# WHAT THIS TASK INVOLVES
Give back every line of the data below exactly.
-- ENTRIES SHOWN follows --
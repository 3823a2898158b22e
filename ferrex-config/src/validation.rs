use crate::models::Config;
use thiserror::Error;

#[derive(Error, Debug, PartialEq)]
pub enum ConfigError {
    #[error("{field} must be >= 1, got {value}")]
    TooLow { field: &'static str, value: i64 },

    #[error("{field} must be in (0.0, 1.0), got {value}")]
    RatioOutOfRange { field: &'static str, value: f64 },

    #[error("memory_high_ratio ({high}) must be < memory_critical_ratio ({critical})")]
    PressureThresholdsOutOfOrder { high: f64, critical: f64 },

    #[error("index_workers recommended range is 1..=16, got {0}")]
    WorkerCountOutOfRange(usize),
}

/// Validates the recognized-option set per §6/§4.3 ("recommended range
/// 1-16"). Returns all violations rather than stopping at the first, so
/// an operator fixing a config file sees every problem in one pass.
pub fn validate(config: &Config) -> Result<(), Vec<ConfigError>> {
    let mut errors = Vec::new();

    if config.index_workers == 0 {
        errors.push(ConfigError::TooLow {
            field: "index_workers",
            value: 0,
        });
    } else if config.index_workers > 16 {
        errors.push(ConfigError::WorkerCountOutOfRange(config.index_workers));
    }

    if config.thumb_workers == 0 {
        errors.push(ConfigError::TooLow {
            field: "thumb_workers",
            value: 0,
        });
    }

    if config.transcode_global_concurrency == 0 {
        errors.push(ConfigError::TooLow {
            field: "transcode_global_concurrency",
            value: 0,
        });
    }

    for (field, value) in [
        ("memory_high_ratio", config.memory_high_ratio),
        ("memory_critical_ratio", config.memory_critical_ratio),
        ("session_extend_threshold", config.session_extend_threshold),
    ] {
        if !(0.0..1.0).contains(&value) {
            errors.push(ConfigError::RatioOutOfRange { field, value });
        }
    }

    if config.memory_high_ratio >= config.memory_critical_ratio {
        errors.push(ConfigError::PressureThresholdsOutOfOrder {
            high: config.memory_high_ratio,
            critical: config.memory_critical_ratio,
        });
    }

    if errors.is_empty() {
        Ok(())
    } else {
        Err(errors)
    }
}
//! Resilient filesystem layer (C1): `Stat`/`Open`/`ReadDir`/`WriteFile`
//! wrappers that classify errors, retry NFS stale-handle failures with
//! bounded exponential backoff, and tag every call with a volume label.

pub mod error;
pub mod filesystem;
pub mod retry;
pub mod volume;

pub use error::{FsError, Result};
pub use filesystem::{DirEntry, FileStat, FileSystem, InMemoryFs, ResilientFs};
pub use retry::RetryConfig;
pub use volume::VolumeResolver;
//! The durable catalog (§3): a single SQLite database, one writer
//! discipline, full-text search over names and paths, and the
//! authentication state (users, sessions, passkey credentials) the
//! server needs to gate access.

mod ceremony;
mod cleanup;
mod credentials;
mod error;
mod favorites;
mod files;
mod metadata_kv;
mod search;
mod sessions;
mod store;
mod tags;
mod thumbnail_status;
mod users;

pub use cleanup::CleanupTask;
pub use error::{Result, StorageError};
pub use sessions::hash_token;
pub use store::CatalogStore;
-- ENTRIES SHOWN concluded --
# EXERCISE ANSWER
repository 3823a2898158b22e
filename ferrex-config/src/validation.rs
use crate::models::Config;
use thiserror::Error;

#[derive(Error, Debug, PartialEq)]
pub enum ConfigError {
    #[error("{field} must be >= 1, got {value}")]
    TooLow { field: &'static str, value: i64 },

    #[error("{field} must be in (0.0, 1.0), got {value}")]
    RatioOutOfRange { field: &'static str, value: f64 },

    #[error("memory_high_ratio ({high}) must be < memory_critical_ratio ({critical})")]
    PressureThresholdsOutOfOrder { high: f64, critical: f64 },

    #[error("index_workers recommended range is 1..=16, got {0}")]
    WorkerCountOutOfRange(usize),
}

/// Validates the recognized-option set per §6/§4.3 ("recommended range
/// 1-16"). Returns all violations rather than stopping at the first, so
/// an operator fixing a config file sees every problem in one pass.
pub fn validate(config: &Config) -> Result<(), Vec<ConfigError>> {
    let mut errors = Vec::new();

    if config.index_workers == 0 {
        errors.push(ConfigError::TooLow {
            field: "index_workers",
            value: 0,
        });
    } else if config.index_workers > 16 {
        errors.push(ConfigError::WorkerCountOutOfRange(config.index_workers));
    }

    if config.thumb_workers == 0 {
        errors.push(ConfigError::TooLow {
            field: "thumb_workers",
            value: 0,
        });
    }

    if config.transcode_global_concurrency == 0 {
        errors.push(ConfigError::TooLow {
            field: "transcode_global_concurrency",
            value: 0,
        });
    }

    for (field, value) in [
        ("memory_high_ratio", config.memory_high_ratio),
        ("memory_critical_ratio", config.memory_critical_ratio),
        ("session_extend_threshold", config.session_extend_threshold),
    ] {
        if !(0.0..1.0).contains(&value) {
            errors.push(ConfigError::RatioOutOfRange { field, value });
        }
    }

    if config.memory_high_ratio >= config.memory_critical_ratio {
        errors.push(ConfigError::PressureThresholdsOutOfOrder {
            high: config.memory_high_ratio,
            critical: config.memory_critical_ratio,
        });
    }

    if errors.is_empty() {
        Ok(())
    } else {
        Err(errors)
    }
}
//! Resilient filesystem layer (C1): `Stat`/`Open`/`ReadDir`/`WriteFile`
//! wrappers that classify errors, retry NFS stale-handle failures with
//! bounded exponential backoff, and tag every call with a volume label.

pub mod error;
pub mod filesystem;
pub mod retry;
pub mod volume;

pub use error::{FsError, Result};
pub use filesystem::{DirEntry, FileStat, FileSystem, InMemoryFs, ResilientFs};
pub use retry::RetryConfig;
pub use volume::VolumeResolver;
//! The durable catalog (§3): a single SQLite database, one writer
//! discipline, full-text search over names and paths, and the
//! authentication state (users, sessions, passkey credentials) the
//! server needs to gate access.

mod ceremony;
mod cleanup;
mod credentials;
mod error;
mod favorites;
mod files;
mod metadata_kv;
mod search;
mod sessions;
mod store;
mod tags;
mod thumbnail_status;
mod users;

pub use cleanup::CleanupTask;
pub use error::{Result, StorageError};
pub use sessions::hash_token;
pub use store::CatalogStore;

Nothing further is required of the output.